Write the line parallel to the line with the equation x-5y=6 and through point (10,2) in standard form.
If anyone can explain this to me, i would greatly appreciate it.
Standard form for a line is $\displaystyle Ax+By=c$ where $\displaystyle \frac{-A}{B}$ is the slope of the line. So in order for the line you want to be parallel to x-5y=6, it needs to have the same slope.

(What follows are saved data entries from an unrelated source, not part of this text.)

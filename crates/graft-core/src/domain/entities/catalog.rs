//! Static catalogs of frameworks, templates and UI add-on sets.
//!
//! A [`Catalog`] is loaded once at startup (built-in or from a file) and is
//! never mutated afterwards. Every lookup here is a pure function.

use std::collections::HashSet;
use std::fmt;

use serde::{Deserialize, Serialize};

use crate::domain::error::DomainError;

/// Version written for a plugin that does not pin one.
pub const LATEST_VERSION: &str = "latest";

/// One scaffoldable template in the remote repository.
#[derive(Debug, Clone, PartialEq, Eq, Serialize, Deserialize)]
pub struct TemplateEntry {
    pub name: String,
    /// Framework id this template belongs to.
    #[serde(rename = "type")]
    pub framework: String,
    /// Branch names the template is published on.
    #[serde(default)]
    pub tags: Vec<String>,
}

impl TemplateEntry {
    pub fn new(name: impl Into<String>, framework: impl Into<String>) -> Self {
        Self {
            name: name.into(),
            framework: framework.into(),
            tags: Vec::new(),
        }
    }

    pub fn with_tags<I, S>(mut self, tags: I) -> Self
    where
        I: IntoIterator<Item = S>,
        S: Into<String>,
    {
        self.tags = tags.into_iter().map(Into::into).collect();
        self
    }

    pub fn has_tag(&self, tag: &str) -> bool {
        self.tags.iter().any(|t| t == tag)
    }
}

impl fmt::Display for TemplateEntry {
    fn fmt(&self, f: &mut fmt::Formatter<'_>) -> fmt::Result {
        write!(f, "{} ({})", self.name, self.framework)
    }
}

/// A dependency contributed by a UI add-on set.
#[derive(Debug, Clone, PartialEq, Eq, Serialize, Deserialize)]
pub struct UiPlugin {
    pub name: String,
    #[serde(default, skip_serializing_if = "Option::is_none")]
    pub version: Option<String>,
}

impl UiPlugin {
    /// A plugin tracking the latest published version.
    pub fn new(name: impl Into<String>) -> Self {
        Self {
            name: name.into(),
            version: None,
        }
    }

    /// A plugin pinned to a version requirement.
    pub fn pinned(name: impl Into<String>, version: impl Into<String>) -> Self {
        Self {
            name: name.into(),
            version: Some(version.into()),
        }
    }

    /// The version written into the descriptor.
    pub fn resolved_version(&self) -> &str {
        self.version.as_deref().unwrap_or(LATEST_VERSION)
    }
}

/// A selectable UI add-on set.
#[derive(Debug, Clone, PartialEq, Eq, Serialize, Deserialize)]
pub struct UiEntry {
    pub name: String,
    #[serde(default)]
    pub plugins: Vec<UiPlugin>,
}

impl UiEntry {
    pub fn new(name: impl Into<String>) -> Self {
        Self {
            name: name.into(),
            plugins: Vec::new(),
        }
    }

    pub fn with_plugin(mut self, plugin: UiPlugin) -> Self {
        self.plugins.push(plugin);
        self
    }
}

/// Read-only catalog data consumed by the scaffolding pipeline.
///
/// Construction rejects duplicate framework, template and UI names so every
/// lookup by name is unambiguous.
#[derive(Debug, Clone, PartialEq, Eq)]
pub struct Catalog {
    remote_url: String,
    frameworks: Vec<String>,
    templates: Vec<TemplateEntry>,
    uis: Vec<UiEntry>,
}

impl Catalog {
    pub fn new(
        remote_url: impl Into<String>,
        frameworks: Vec<String>,
        templates: Vec<TemplateEntry>,
        uis: Vec<UiEntry>,
    ) -> Result<Self, DomainError> {
        ensure_unique("framework", frameworks.iter().map(String::as_str))?;
        ensure_unique("template", templates.iter().map(|t| t.name.as_str()))?;
        ensure_unique("ui", uis.iter().map(|u| u.name.as_str()))?;

        Ok(Self {
            remote_url: remote_url.into(),
            frameworks,
            templates,
            uis,
        })
    }

    /// Replace the remote repository URL.
    pub fn with_remote_url(mut self, remote_url: impl Into<String>) -> Self {
        self.remote_url = remote_url.into();
        self
    }

    pub fn remote_url(&self) -> &str {
        &self.remote_url
    }

    pub fn frameworks(&self) -> &[String] {
        &self.frameworks
    }

    pub fn templates(&self) -> &[TemplateEntry] {
        &self.templates
    }

    pub fn uis(&self) -> &[UiEntry] {
        &self.uis
    }

    // ------------------------------------------------------------------------
    // Lookups
    // ------------------------------------------------------------------------

    pub fn validate_framework(&self, id: &str) -> bool {
        self.frameworks.iter().any(|f| f == id)
    }

    /// Names of the templates whose type is `framework`, in catalog order.
    ///
    /// An empty result means "no template" and is not an error here.
    pub fn templates_for(&self, framework: &str) -> Vec<&str> {
        self.templates
            .iter()
            .filter(|t| t.framework == framework)
            .map(|t| t.name.as_str())
            .collect()
    }

    pub fn find_template(&self, name: &str) -> Option<&TemplateEntry> {
        self.templates.iter().find(|t| t.name == name)
    }

    /// Published branches for a template; empty when the template is unknown.
    pub fn branches_for(&self, template: &str) -> &[String] {
        self.find_template(template)
            .map(|t| t.tags.as_slice())
            .unwrap_or(&[])
    }

    pub fn find_ui(&self, name: &str) -> Option<&UiEntry> {
        self.uis.iter().find(|u| u.name == name)
    }

    pub fn ui_names(&self) -> Vec<&str> {
        self.uis.iter().map(|u| u.name.as_str()).collect()
    }
}

fn ensure_unique<'a>(
    catalog: &'static str,
    names: impl Iterator<Item = &'a str>,
) -> Result<(), DomainError> {
    let mut seen = HashSet::new();
    for name in names {
        if !seen.insert(name) {
            return Err(DomainError::DuplicateCatalogEntry {
                catalog,
                name: name.to_string(),
            });
        }
    }
    Ok(())
}
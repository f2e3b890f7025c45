//! Local filesystem adapter using std::fs.

use std::io;
use std::path::Path;

use graft_core::{
    application::{ApplicationError, ports::Filesystem},
    error::{GraftError, GraftResult},
};

/// Production filesystem implementation using `std::fs`.
#[derive(Debug, Clone, Copy)]
pub struct LocalFilesystem;

impl LocalFilesystem {
    /// Create a new local filesystem adapter.
    pub fn new() -> Self {
        Self
    }
}

impl Default for LocalFilesystem {
    fn default() -> Self {
        Self::new()
    }
}

impl Filesystem for LocalFilesystem {
    fn create_dir_all(&self, path: &Path) -> GraftResult<()> {
        std::fs::create_dir_all(path).map_err(|e| map_io_error(path, e, "create directory"))
    }

    fn write_file(&self, path: &Path, content: &str) -> GraftResult<()> {
        std::fs::write(path, content).map_err(|e| map_io_error(path, e, "write file"))
    }

    fn read_to_string(&self, path: &Path) -> GraftResult<String> {
        std::fs::read_to_string(path).map_err(|e| map_io_error(path, e, "read file"))
    }

    fn exists(&self, path: &Path) -> bool {
        path.exists()
    }

    fn list_dir(&self, path: &Path) -> GraftResult<Vec<String>> {
        let entries =
            std::fs::read_dir(path).map_err(|e| map_io_error(path, e, "read directory"))?;

        let mut names = Vec::new();
        for entry in entries {
            let entry = entry.map_err(|e| map_io_error(path, e, "read directory entry"))?;
            names.push(entry.file_name().to_string_lossy().into_owned());
        }
        names.sort();
        Ok(names)
    }

    fn rename(&self, from: &Path, to: &Path) -> GraftResult<()> {
        std::fs::rename(from, to).map_err(|e| map_io_error(from, e, "move"))
    }

    fn remove_all(&self, path: &Path) -> GraftResult<()> {
        let result = if path.is_dir() {
            std::fs::remove_dir_all(path)
        } else {
            std::fs::remove_file(path)
        };
        result.map_err(|e| map_io_error(path, e, "remove"))
    }
}

fn map_io_error(path: &Path, e: io::Error, operation: &str) -> GraftError {
    ApplicationError::FilesystemError {
        path: path.to_path_buf(),
        reason: format!("Failed to {}: {}", operation, e),
    }
    .into()
}
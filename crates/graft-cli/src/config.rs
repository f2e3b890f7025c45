//! Application configuration.
//!
//! [`AppConfig`] is loaded once at startup and passed down by value.  The
//! CLI layer owns config; the core crate never sees it.
//!
//! # Resolution order (highest priority first)
//!
//! 1. CLI flags (handled at the call-site, not here)
//! 2. Environment variables: `GRAFT_<SECTION>__<KEY>`, e.g.
//!    `GRAFT_VCS__BINARY=/usr/local/bin/git`
//! 3. Config file: `--config <FILE>`, or `config.toml` in the platform config
//!    directory when it exists
//! 4. Built-in defaults (always present)

use std::path::{Path, PathBuf};

use anyhow::Context as _;
use config::{Config, Environment, File, FileFormat};
use serde::{Deserialize, Serialize};
use tracing::debug;

use graft_adapters::vcs::DEFAULT_GIT_BINARY;

/// Prefix for environment overrides.
pub const ENV_PREFIX: &str = "GRAFT";

/// Application configuration.
#[derive(Debug, Clone, Default, Serialize, Deserialize)]
#[serde(default)]
pub struct AppConfig {
    /// Where the catalog comes from.
    pub catalog: CatalogConfig,
    /// Output settings.
    pub output: OutputConfig,
    /// Version-control client settings.
    pub vcs: VcsConfig,
}

#[derive(Debug, Clone, Default, Serialize, Deserialize)]
#[serde(default)]
pub struct CatalogConfig {
    /// TOML catalog file. The built-in catalog is used when unset.
    #[serde(skip_serializing_if = "Option::is_none")]
    pub path: Option<PathBuf>,
    /// Replaces the catalog's template repository URL.
    #[serde(skip_serializing_if = "Option::is_none")]
    pub remote_url: Option<String>,
}

#[derive(Debug, Clone, Default, Serialize, Deserialize)]
#[serde(default)]
pub struct OutputConfig {
    pub no_color: bool,
}

#[derive(Debug, Clone, Serialize, Deserialize)]
#[serde(default)]
pub struct VcsConfig {
    /// `git` binary name or path.
    pub binary: String,
}

impl Default for VcsConfig {
    fn default() -> Self {
        Self {
            binary: DEFAULT_GIT_BINARY.into(),
        }
    }
}

impl AppConfig {
    /// Load configuration from defaults, the config file and the environment.
    ///
    /// `config_file` is the path the user passed via `--config`; it must
    /// exist. Without it the default location is read only if present.
    pub fn load(config_file: Option<&PathBuf>) -> anyhow::Result<Self> {
        let file = match config_file {
            Some(path) => File::from(path.as_path())
                .format(FileFormat::Toml)
                .required(true),
            None => File::from(Self::config_path())
                .format(FileFormat::Toml)
                .required(false),
        };

        let config = Config::builder()
            .set_default("vcs.binary", DEFAULT_GIT_BINARY)?
            .set_default("output.no_color", false)?
            .add_source(file)
            .add_source(
                Environment::with_prefix(ENV_PREFIX)
                    .prefix_separator("_")
                    .separator("__")
                    .try_parsing(true),
            )
            .build()
            .context("Failed to read configuration")?;

        let config: Self = config
            .try_deserialize()
            .context("Invalid configuration")?;

        debug!(?config, "Configuration resolved");
        Ok(config)
    }

    /// Path to the default configuration file.
    ///
    /// Uses `directories::ProjectDirs` for cross-platform correctness,
    /// falling back to `.graft.toml` in the current directory.
    pub fn config_path() -> PathBuf {
        directories::ProjectDirs::from("dev", "graft", "graft")
            .map(|d| d.config_dir().join("config.toml"))
            .unwrap_or_else(|| PathBuf::from(".graft.toml"))
    }

    /// Download cache location, `~/.graft`.
    pub fn cache_dir() -> Option<PathBuf> {
        dirs::home_dir().map(|home| home.join(".graft"))
    }

    /// Catalog file, if one is configured.
    pub fn catalog_path(&self) -> Option<&Path> {
        self.catalog.path.as_deref()
    }
}

#[cfg(test)]
mod tests {
    use super::*;
    use tempfile::TempDir;

    #[test]
    fn default_binary_is_git() {
        assert_eq!(AppConfig::default().vcs.binary, "git");
    }

    #[test]
    fn default_no_color_is_false() {
        assert!(!AppConfig::default().output.no_color);
    }

    #[test]
    fn file_values_override_defaults() {
        let temp = TempDir::new().unwrap();
        let path = temp.path().join("config.toml");
        std::fs::write(
            &path,
            r#"
[catalog]
path = "/etc/graft/catalog.toml"
remote_url = "https://example.com/t.git"

[vcs]
binary = "/opt/git/bin/git"
"#,
        )
        .unwrap();

        let cfg = AppConfig::load(Some(&path)).unwrap();
        assert_eq!(
            cfg.catalog_path(),
            Some(Path::new("/etc/graft/catalog.toml"))
        );
        assert_eq!(
            cfg.catalog.remote_url.as_deref(),
            Some("https://example.com/t.git")
        );
        assert_eq!(cfg.vcs.binary, "/opt/git/bin/git");
        assert!(!cfg.output.no_color);
    }

    #[test]
    fn explicit_missing_file_is_an_error() {
        let temp = TempDir::new().unwrap();
        let missing = temp.path().join("nope.toml");
        assert!(AppConfig::load(Some(&missing)).is_err());
    }

    #[test]
    fn default_config_round_trips_through_toml() {
        let text = toml::to_string_pretty(&AppConfig::default()).unwrap();
        assert!(text.contains("binary = \"git\""));
        assert!(!text.contains("remote_url"));

        let parsed: AppConfig = toml::from_str(&text).unwrap();
        assert_eq!(parsed.vcs.binary, "git");
    }

    #[test]
    fn config_path_is_not_empty() {
        let p = AppConfig::config_path();
        assert!(!p.as_os_str().is_empty());
    }
}
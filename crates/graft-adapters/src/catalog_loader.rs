//! File-based catalog loader.
//!
//! Reads a TOML catalog and converts it into a domain [`Catalog`].
//!
//! # `catalog.toml` format
//!
//! ```toml
//! remote_url = "https://example.com/templates.git"   # optional
//! frameworks = ["vue", "react"]
//!
//! [[templates]]
//! name = "basic"
//! type = "react"          # framework id
//! tags = ["main", "v2"]   # optional; branches the template is published on
//!
//! [[uis]]
//! name = "antd"
//!
//! [[uis.plugins]]
//! name    = "antd"
//! version = "^5.12.0"     # optional; "latest" when omitted
//! ```

use std::path::{Path, PathBuf};

use serde::Deserialize;
use tracing::{debug, info, instrument};

use graft_core::{
    application::ApplicationError,
    domain::{Catalog, TemplateEntry, UiEntry},
    error::GraftResult,
};

use crate::builtin_catalog::{DEFAULT_REMOTE_URL, builtin_catalog};

/// Deserialised representation of a catalog file.
#[derive(Debug, Deserialize, Clone)]
#[serde(deny_unknown_fields)]
pub struct CatalogManifest {
    pub remote_url: Option<String>,
    pub frameworks: Vec<String>,
    #[serde(default)]
    pub templates: Vec<TemplateEntry>,
    #[serde(default)]
    pub uis: Vec<UiEntry>,
}

/// Loads a [`Catalog`] from one TOML file.
#[derive(Debug, Clone)]
pub struct CatalogLoader {
    path: PathBuf,
}

impl CatalogLoader {
    pub fn new(path: impl Into<PathBuf>) -> Self {
        Self { path: path.into() }
    }

    pub fn path(&self) -> &Path {
        &self.path
    }

    /// Read and validate the catalog file.
    ///
    /// # Errors
    ///
    /// Returns [`ApplicationError::InvalidCatalog`] if the file is unreadable,
    /// is not valid TOML for the format above, or repeats a name.
    #[instrument(skip(self), fields(path = %self.path.display()))]
    pub fn load(&self) -> GraftResult<Catalog> {
        let source = std::fs::read_to_string(&self.path).map_err(|e| self.invalid(e))?;
        let catalog = self.parse(&source)?;
        debug!(
            frameworks = catalog.frameworks().len(),
            templates = catalog.templates().len(),
            uis = catalog.uis().len(),
            "Catalog loaded"
        );
        Ok(catalog)
    }

    /// Parse catalog TOML. Errors are attributed to this loader's path.
    pub fn parse(&self, source: &str) -> GraftResult<Catalog> {
        let manifest: CatalogManifest = toml::from_str(source).map_err(|e| self.invalid(e))?;

        let remote_url = manifest
            .remote_url
            .unwrap_or_else(|| DEFAULT_REMOTE_URL.to_string());

        Catalog::new(
            remote_url,
            manifest.frameworks,
            manifest.templates,
            manifest.uis,
        )
        .map_err(|e| self.invalid(e))
    }

    fn invalid(&self, e: impl std::fmt::Display) -> graft_core::error::GraftError {
        ApplicationError::InvalidCatalog {
            path: self.path.clone(),
            reason: e.to_string(),
        }
        .into()
    }
}

/// Resolve the catalog for this invocation.
///
/// Uses the file at `path` when given, the built-in catalog otherwise. A
/// `remote_url` override replaces whatever the catalog declares.
pub fn load_catalog(path: Option<&Path>, remote_url: Option<&str>) -> GraftResult<Catalog> {
    let catalog = match path {
        Some(path) => CatalogLoader::new(path).load()?,
        None => builtin_catalog()?,
    };

    Ok(match remote_url {
        Some(url) => {
            info!(url, "Using remote override");
            catalog.with_remote_url(url)
        }
        None => catalog,
    })
}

Solving this equation by subracting x from both sides and then dividing by -5 we get $\displaystyle x-5y-x=6-x=-5y=6-x$ so $\displaystyle \frac{-5y}{-5}=\frac{6-x}{-5}$ so $\displaystyle y=\frac{6}{-5}+\frac{x}{5}$ so the slope is $\displaystyle \frac{1}{5}$
So our line needs to be y=mx+b and we now know $\displaystyle m=\frac{1}{5}$
now we need it to go through the point (10,2), so we can plug that point into the equation to solve for b. 10 is x and 2 is y so $\displaystyle 2=\frac{1}{5}(10)+b$ and solving for b, $\displaystyle b=2-2=0$
So $\displaystyle y=\frac{1}{5}x$ which is parallel to the given line and contains the point (10,2)
To get it in standard form simply subtract $\displaystyle \frac{1}{5}x$ from both sides to get $\displaystyle \frac{-1}{5}x+y=0$